=== Section Start ===

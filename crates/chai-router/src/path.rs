//! Route path and view key normalisation

/// Normalise a route path
///
/// Ensures a leading slash, collapses repeated slashes and strips the trailing
/// slash. An empty path becomes the root `/`.
#[must_use]
pub fn normalize_route_path(path: &str) -> String {
    let mut normalized = String::with_capacity(path.len() + 1);
    for segment in path.trim().split('/').filter(|s| !s.is_empty()) {
        normalized.push('/');
        normalized.push_str(segment);
    }
    if normalized.is_empty() {
        normalized.push('/');
    }
    normalized
}

/// Canonical registry key for a view reference
///
/// Leading slashes and a file extension on the last segment are dropped, so
/// `/system/user/index.vue` and `system/user/index` name the same view.
#[must_use]
pub fn canonical_view_key(reference: &str) -> String {
    let trimmed = reference.trim().trim_start_matches('/');
    let (dir, file) = trimmed.rsplit_once('/').unwrap_or(("", trimmed));
    let stem = match file.rsplit_once('.') {
        Some((stem, _)) if !stem.is_empty() => stem,
        _ => file,
    };
    if dir.is_empty() {
        stem.to_string()
    } else {
        format!("{dir}/{stem}")
    }
}

#[cfg(test)]
mod tests {
    use super::*;
    use pretty_assertions::assert_eq;

    #[test]
    fn test_normalize_route_path() {
        let cases = [
            ("", "/"),
            ("/", "/"),
            ("//", "/"),
            ("system", "/system"),
            ("/system/", "/system"),
            ("system//user///list/", "/system/user/list"),
            ("  /monitor/cache  ", "/monitor/cache"),
        ];
        for (input, expected) in cases {
            assert_eq!(normalize_route_path(input), expected, "input {input:?}");
        }
    }

    #[test]
    fn test_canonical_view_key() {
        let cases = [
            ("system/user/index", "system/user/index"),
            ("/system/user/index.vue", "system/user/index"),
            ("///monitor/cache/CacheView", "monitor/cache/CacheView"),
            ("dashboard.vue", "dashboard"),
            ("system/.hidden", "system/.hidden"),
        ];
        for (input, expected) in cases {
            assert_eq!(canonical_view_key(input), expected, "input {input:?}");
        }
    }
}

=== Section End ===

• [WORK REQUIRED] Every line that contains the string "trimmed" should be copied from the entries.

• [SOLVED EXERCISE]
    let trimmed = reference.trim().trim_start_matches('/');
    let (dir, file) = trimmed.rsplit_once('/').unwrap_or(("", trimmed));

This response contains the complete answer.